EXERCISE REQUIREMENTS ▸
Search the data for the word "Serialize" and copy each line that has it.

━━━━━ RECORDS TO USE ━━━━━

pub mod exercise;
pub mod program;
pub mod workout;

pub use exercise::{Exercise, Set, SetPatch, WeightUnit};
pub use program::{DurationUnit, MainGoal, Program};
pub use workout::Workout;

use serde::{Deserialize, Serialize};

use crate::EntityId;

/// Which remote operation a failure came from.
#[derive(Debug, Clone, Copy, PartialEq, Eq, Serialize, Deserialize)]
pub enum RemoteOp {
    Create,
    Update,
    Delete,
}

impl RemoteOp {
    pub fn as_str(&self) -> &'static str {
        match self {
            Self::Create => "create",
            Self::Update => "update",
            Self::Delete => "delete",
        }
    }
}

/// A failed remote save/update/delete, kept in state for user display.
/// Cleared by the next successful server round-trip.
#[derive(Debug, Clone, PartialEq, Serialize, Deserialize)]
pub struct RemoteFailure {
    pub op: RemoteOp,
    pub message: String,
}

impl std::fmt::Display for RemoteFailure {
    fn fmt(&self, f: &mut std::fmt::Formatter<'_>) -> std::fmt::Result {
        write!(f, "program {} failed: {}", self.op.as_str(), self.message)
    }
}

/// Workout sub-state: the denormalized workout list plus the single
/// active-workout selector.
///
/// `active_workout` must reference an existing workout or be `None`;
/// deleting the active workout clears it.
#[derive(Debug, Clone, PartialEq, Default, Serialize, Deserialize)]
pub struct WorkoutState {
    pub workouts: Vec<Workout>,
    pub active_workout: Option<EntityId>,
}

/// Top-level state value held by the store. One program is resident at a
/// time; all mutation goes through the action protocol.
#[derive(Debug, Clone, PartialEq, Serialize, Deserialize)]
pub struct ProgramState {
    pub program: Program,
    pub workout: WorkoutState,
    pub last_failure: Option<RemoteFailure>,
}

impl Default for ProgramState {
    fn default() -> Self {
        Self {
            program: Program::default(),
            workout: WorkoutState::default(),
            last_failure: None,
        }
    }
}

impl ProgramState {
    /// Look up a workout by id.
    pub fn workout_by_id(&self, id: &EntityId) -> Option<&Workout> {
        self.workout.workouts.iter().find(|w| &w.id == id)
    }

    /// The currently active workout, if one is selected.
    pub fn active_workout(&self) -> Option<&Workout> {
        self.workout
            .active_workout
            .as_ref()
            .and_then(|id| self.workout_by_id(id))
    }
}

━━━━━
━━━━━ RECORDS TO USE ━━━━━

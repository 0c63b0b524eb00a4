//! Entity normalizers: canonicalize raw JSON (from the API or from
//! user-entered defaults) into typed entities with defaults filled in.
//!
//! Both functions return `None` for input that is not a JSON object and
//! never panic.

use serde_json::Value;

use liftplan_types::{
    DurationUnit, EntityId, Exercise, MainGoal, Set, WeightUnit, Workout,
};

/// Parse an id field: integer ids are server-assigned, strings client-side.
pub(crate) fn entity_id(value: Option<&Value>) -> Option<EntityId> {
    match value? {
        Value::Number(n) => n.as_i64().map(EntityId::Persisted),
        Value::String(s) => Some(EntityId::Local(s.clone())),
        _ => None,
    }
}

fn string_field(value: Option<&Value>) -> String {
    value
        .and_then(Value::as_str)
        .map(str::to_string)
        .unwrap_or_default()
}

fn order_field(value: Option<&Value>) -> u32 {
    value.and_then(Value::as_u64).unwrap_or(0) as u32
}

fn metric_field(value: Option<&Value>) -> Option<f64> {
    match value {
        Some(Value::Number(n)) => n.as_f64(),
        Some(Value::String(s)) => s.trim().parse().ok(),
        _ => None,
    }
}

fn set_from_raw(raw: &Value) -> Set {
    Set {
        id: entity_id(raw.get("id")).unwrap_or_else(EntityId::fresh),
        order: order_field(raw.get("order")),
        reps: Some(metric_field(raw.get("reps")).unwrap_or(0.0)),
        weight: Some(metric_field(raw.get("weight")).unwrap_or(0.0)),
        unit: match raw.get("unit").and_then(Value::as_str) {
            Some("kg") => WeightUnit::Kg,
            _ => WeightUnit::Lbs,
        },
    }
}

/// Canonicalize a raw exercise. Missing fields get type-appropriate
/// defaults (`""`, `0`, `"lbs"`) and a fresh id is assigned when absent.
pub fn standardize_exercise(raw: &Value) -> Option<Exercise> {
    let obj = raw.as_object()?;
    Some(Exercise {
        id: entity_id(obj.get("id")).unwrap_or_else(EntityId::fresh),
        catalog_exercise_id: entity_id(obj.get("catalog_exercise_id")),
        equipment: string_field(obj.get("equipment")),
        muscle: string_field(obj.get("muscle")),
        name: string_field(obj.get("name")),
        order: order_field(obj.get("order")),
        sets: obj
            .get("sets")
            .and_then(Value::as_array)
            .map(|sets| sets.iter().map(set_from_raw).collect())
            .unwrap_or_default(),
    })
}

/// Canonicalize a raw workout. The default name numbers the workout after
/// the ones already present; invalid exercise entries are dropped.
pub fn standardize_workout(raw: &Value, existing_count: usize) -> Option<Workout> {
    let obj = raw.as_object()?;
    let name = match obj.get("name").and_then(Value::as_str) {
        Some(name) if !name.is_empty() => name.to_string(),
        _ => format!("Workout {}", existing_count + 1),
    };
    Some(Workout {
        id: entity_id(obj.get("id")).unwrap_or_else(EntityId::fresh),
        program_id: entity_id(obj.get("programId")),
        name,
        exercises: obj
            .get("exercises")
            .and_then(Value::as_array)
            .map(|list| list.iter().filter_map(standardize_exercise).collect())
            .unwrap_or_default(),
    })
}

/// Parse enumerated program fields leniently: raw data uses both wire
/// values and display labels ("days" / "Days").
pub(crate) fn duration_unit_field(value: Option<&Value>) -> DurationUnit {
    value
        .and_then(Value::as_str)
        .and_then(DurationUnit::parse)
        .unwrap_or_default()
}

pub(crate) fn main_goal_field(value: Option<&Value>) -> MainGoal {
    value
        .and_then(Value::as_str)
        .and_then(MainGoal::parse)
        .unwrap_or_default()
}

━━━━━

RESPONSE TO THE TASK ▸
use serde::{Deserialize, Serialize};
#[derive(Debug, Clone, Copy, PartialEq, Eq, Serialize, Deserialize)]
#[derive(Debug, Clone, PartialEq, Serialize, Deserialize)]
#[derive(Debug, Clone, PartialEq, Default, Serialize, Deserialize)]
#[derive(Debug, Clone, PartialEq, Serialize, Deserialize)]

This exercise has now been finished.